::: DATA PROVIDED :::

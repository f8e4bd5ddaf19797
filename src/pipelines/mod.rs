//! Render pipeline construction and the built-in WGSL programs.
//!
//! - `basic` builds a render pipeline from a layout, vertex layouts and a shader
//! - `light` holds the light uniform shared by scene shaders
//!
//! The `*.wgsl` sources in this directory are handed to the shader library by
//! identifier; nothing else in the crate reads shader text.

pub mod basic;
pub mod light;

pub const SCENE_BASIC_WGSL: &str = include_str!("scene_basic.wgsl");
pub const DEBUG_DRAW_WGSL: &str = include_str!("debug_draw.wgsl");
pub const VOXEL_RAYCASTER_WGSL: &str = include_str!("voxel_raycaster.wgsl");
//! Interchangeable visualisations of the active voxel texture.
//!
//! Each mode derives its own GPU resources from a single mip level. A rebuild
//! updates the CPU side immediately and marks the mode dirty; [`Demo::prepare`]
//! uploads the result before the frame that samples it is rendered.

pub mod debug_draw;
pub mod selection;
pub mod voxel_demo;
pub mod voxel_raycaster;

use std::fmt;

use crate::{
    context::InitContext, data_structures::texture::GpuVoxelTexture,
    data_structures::voxel::VoxelTexture, engine::CoreEngine,
};

pub use debug_draw::DebugDraw;
pub use voxel_raycaster::VoxelRaycaster;

#[derive(Clone, Copy, Debug, PartialEq, Eq, Hash)]
pub enum DemoType {
    DebugDraw,
    VoxelRaycaster,
}

impl DemoType {
    pub const ALL: [DemoType; 2] = [DemoType::DebugDraw, DemoType::VoxelRaycaster];

    pub fn ordinal(self) -> usize {
        match self {
            DemoType::DebugDraw => 0,
            DemoType::VoxelRaycaster => 1,
        }
    }

    pub fn from_ordinal(ordinal: usize) -> Option<Self> {
        Self::ALL.get(ordinal).copied()
    }
}

impl fmt::Display for DemoType {
    fn fmt(&self, f: &mut fmt::Formatter<'_>) -> fmt::Result {
        match self {
            DemoType::DebugDraw => f.write_str("debug draw"),
            DemoType::VoxelRaycaster => f.write_str("voxel raycaster"),
        }
    }
}

/// What a demo mode currently derives its resources from.
#[derive(Clone, Copy, Debug, PartialEq, Eq)]
pub struct LevelDescriptor {
    pub level: u32,
    pub dims: [u32; 3],
    pub texture_id: u64,
    /// Instances drawn per frame.
    pub instance_count: u32,
}

#[derive(Debug)]
pub enum Demo {
    DebugDraw(DebugDraw),
    VoxelRaycaster(VoxelRaycaster),
}

impl Demo {
    pub fn new(demo_type: DemoType) -> Self {
        match demo_type {
            DemoType::DebugDraw => Demo::DebugDraw(DebugDraw::new()),
            DemoType::VoxelRaycaster => Demo::VoxelRaycaster(VoxelRaycaster::new()),
        }
    }

    pub fn demo_type(&self) -> DemoType {
        match self {
            Demo::DebugDraw(_) => DemoType::DebugDraw,
            Demo::VoxelRaycaster(_) => DemoType::VoxelRaycaster,
        }
    }

    /// Switch to `level` of `texture`.
    pub fn rebuild_for_level(&mut self, texture: &VoxelTexture, level: u32) {
        match self {
            Demo::DebugDraw(demo) => demo.rebuild(texture, level),
            Demo::VoxelRaycaster(demo) => demo.rebuild(texture, level),
        }
    }

    /// Switch to a new texture, keeping the current level.
    pub fn rebuild_for_texture(&mut self, texture: &VoxelTexture) {
        let level = self.descriptor().level;
        self.rebuild_for_level(texture, level);
    }

    /// Whether a rebuild is waiting for [`Demo::prepare`].
    pub fn needs_upload(&self) -> bool {
        match self {
            Demo::DebugDraw(demo) => demo.needs_upload(),
            Demo::VoxelRaycaster(demo) => demo.needs_upload(),
        }
    }

    pub fn prepare(&mut self, gpu: &InitContext, voxels: &GpuVoxelTexture) {
        match self {
            Demo::DebugDraw(demo) => demo.prepare(gpu),
            Demo::VoxelRaycaster(demo) => demo.prepare(gpu, voxels),
        }
    }

    pub fn render(&self, pass: &mut wgpu::RenderPass<'_>, engine: &CoreEngine) -> anyhow::Result<()> {
        if self.needs_upload() {
            anyhow::bail!("{} rendered before its rebuild was uploaded", self.demo_type());
        }
        match self {
            Demo::DebugDraw(demo) => demo.render(pass, engine),
            Demo::VoxelRaycaster(demo) => demo.render(pass, engine),
        }
    }

    pub fn descriptor(&self) -> LevelDescriptor {
        match self {
            Demo::DebugDraw(demo) => demo.descriptor(),
            Demo::VoxelRaycaster(demo) => demo.descriptor(),
        }
    }
}

#[cfg(test)]
mod tests {
    use super::*;
    use crate::data_structures::voxel::VoxelGrid;

    fn texture() -> VoxelTexture {
        let base = VoxelGrid::from_fn(8, |p| if p[0] < 0.5 { [255; 4] } else { [0; 4] });
        VoxelTexture::new(7, "half", base, 4)
    }

    #[test]
    fn ordinals_round_trip() {
        for demo_type in DemoType::ALL {
            assert_eq!(DemoType::from_ordinal(demo_type.ordinal()), Some(demo_type));
        }
        assert_eq!(DemoType::from_ordinal(2), None);
    }

    #[test]
    fn texture_rebuild_keeps_the_level() {
        let texture = texture();
        for demo_type in DemoType::ALL {
            let mut demo = Demo::new(demo_type);
            demo.rebuild_for_level(&texture, 2);
            demo.rebuild_for_texture(&texture);
            let descriptor = demo.descriptor();
            assert_eq!(descriptor.level, 2);
            assert_eq!(descriptor.dims, [2, 2, 2]);
            assert_eq!(descriptor.texture_id, 7);
            assert!(demo.needs_upload());
        }
    }
}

:::

[WORK TASK]
Would you be able to transcribe every line of the data exactly?

[RESPONSE TO THIS EXERCISE]
repository f8e4bd5ddaf19797
filename src/pipelines/mod.rs
//! Render pipeline construction and the built-in WGSL programs.
//!
//! - `basic` builds a render pipeline from a layout, vertex layouts and a shader
//! - `light` holds the light uniform shared by scene shaders
//!
//! The `*.wgsl` sources in this directory are handed to the shader library by
//! identifier; nothing else in the crate reads shader text.

pub mod basic;
pub mod light;

pub const SCENE_BASIC_WGSL: &str = include_str!("scene_basic.wgsl");
pub const DEBUG_DRAW_WGSL: &str = include_str!("debug_draw.wgsl");
pub const VOXEL_RAYCASTER_WGSL: &str = include_str!("voxel_raycaster.wgsl");
//! Interchangeable visualisations of the active voxel texture.
//!
//! Each mode derives its own GPU resources from a single mip level. A rebuild
//! updates the CPU side immediately and marks the mode dirty; [`Demo::prepare`]
//! uploads the result before the frame that samples it is rendered.

pub mod debug_draw;
pub mod selection;
pub mod voxel_demo;
pub mod voxel_raycaster;

use std::fmt;

use crate::{
    context::InitContext, data_structures::texture::GpuVoxelTexture,
    data_structures::voxel::VoxelTexture, engine::CoreEngine,
};

pub use debug_draw::DebugDraw;
pub use voxel_raycaster::VoxelRaycaster;

#[derive(Clone, Copy, Debug, PartialEq, Eq, Hash)]
pub enum DemoType {
    DebugDraw,
    VoxelRaycaster,
}

impl DemoType {
    pub const ALL: [DemoType; 2] = [DemoType::DebugDraw, DemoType::VoxelRaycaster];

    pub fn ordinal(self) -> usize {
        match self {
            DemoType::DebugDraw => 0,
            DemoType::VoxelRaycaster => 1,
        }
    }

    pub fn from_ordinal(ordinal: usize) -> Option<Self> {
        Self::ALL.get(ordinal).copied()
    }
}

impl fmt::Display for DemoType {
    fn fmt(&self, f: &mut fmt::Formatter<'_>) -> fmt::Result {
        match self {
            DemoType::DebugDraw => f.write_str("debug draw"),
            DemoType::VoxelRaycaster => f.write_str("voxel raycaster"),
        }
    }
}

/// What a demo mode currently derives its resources from.
#[derive(Clone, Copy, Debug, PartialEq, Eq)]
pub struct LevelDescriptor {
    pub level: u32,
    pub dims: [u32; 3],
    pub texture_id: u64,
    /// Instances drawn per frame.
    pub instance_count: u32,
}

#[derive(Debug)]
pub enum Demo {
    DebugDraw(DebugDraw),
    VoxelRaycaster(VoxelRaycaster),
}

impl Demo {
    pub fn new(demo_type: DemoType) -> Self {
        match demo_type {
            DemoType::DebugDraw => Demo::DebugDraw(DebugDraw::new()),
            DemoType::VoxelRaycaster => Demo::VoxelRaycaster(VoxelRaycaster::new()),
        }
    }

    pub fn demo_type(&self) -> DemoType {
        match self {
            Demo::DebugDraw(_) => DemoType::DebugDraw,
            Demo::VoxelRaycaster(_) => DemoType::VoxelRaycaster,
        }
    }

    /// Switch to `level` of `texture`.
    pub fn rebuild_for_level(&mut self, texture: &VoxelTexture, level: u32) {
        match self {
            Demo::DebugDraw(demo) => demo.rebuild(texture, level),
            Demo::VoxelRaycaster(demo) => demo.rebuild(texture, level),
        }
    }

    /// Switch to a new texture, keeping the current level.
    pub fn rebuild_for_texture(&mut self, texture: &VoxelTexture) {
        let level = self.descriptor().level;
        self.rebuild_for_level(texture, level);
    }

    /// Whether a rebuild is waiting for [`Demo::prepare`].
    pub fn needs_upload(&self) -> bool {
        match self {
            Demo::DebugDraw(demo) => demo.needs_upload(),
            Demo::VoxelRaycaster(demo) => demo.needs_upload(),
        }
    }

    pub fn prepare(&mut self, gpu: &InitContext, voxels: &GpuVoxelTexture) {
        match self {
            Demo::DebugDraw(demo) => demo.prepare(gpu),
            Demo::VoxelRaycaster(demo) => demo.prepare(gpu, voxels),
        }
    }

    pub fn render(&self, pass: &mut wgpu::RenderPass<'_>, engine: &CoreEngine) -> anyhow::Result<()> {
        if self.needs_upload() {
            anyhow::bail!("{} rendered before its rebuild was uploaded", self.demo_type());
        }
        match self {
            Demo::DebugDraw(demo) => demo.render(pass, engine),
            Demo::VoxelRaycaster(demo) => demo.render(pass, engine),
        }
    }

    pub fn descriptor(&self) -> LevelDescriptor {
        match self {
            Demo::DebugDraw(demo) => demo.descriptor(),
            Demo::VoxelRaycaster(demo) => demo.descriptor(),
        }
    }
}

#[cfg(test)]
mod tests {
    use super::*;
    use crate::data_structures::voxel::VoxelGrid;

    fn texture() -> VoxelTexture {
        let base = VoxelGrid::from_fn(8, |p| if p[0] < 0.5 { [255; 4] } else { [0; 4] });
        VoxelTexture::new(7, "half", base, 4)
    }

    #[test]
    fn ordinals_round_trip() {
        for demo_type in DemoType::ALL {
            assert_eq!(DemoType::from_ordinal(demo_type.ordinal()), Some(demo_type));
        }
        assert_eq!(DemoType::from_ordinal(2), None);
    }

    #[test]
    fn texture_rebuild_keeps_the_level() {
        let texture = texture();
        for demo_type in DemoType::ALL {
            let mut demo = Demo::new(demo_type);
            demo.rebuild_for_level(&texture, 2);
            demo.rebuild_for_texture(&texture);
            let descriptor = demo.descriptor();
            assert_eq!(descriptor.level, 2);
            assert_eq!(descriptor.dims, [2, 2, 2]);
            assert_eq!(descriptor.texture_id, 7);
            assert!(demo.needs_upload());
        }
    }
}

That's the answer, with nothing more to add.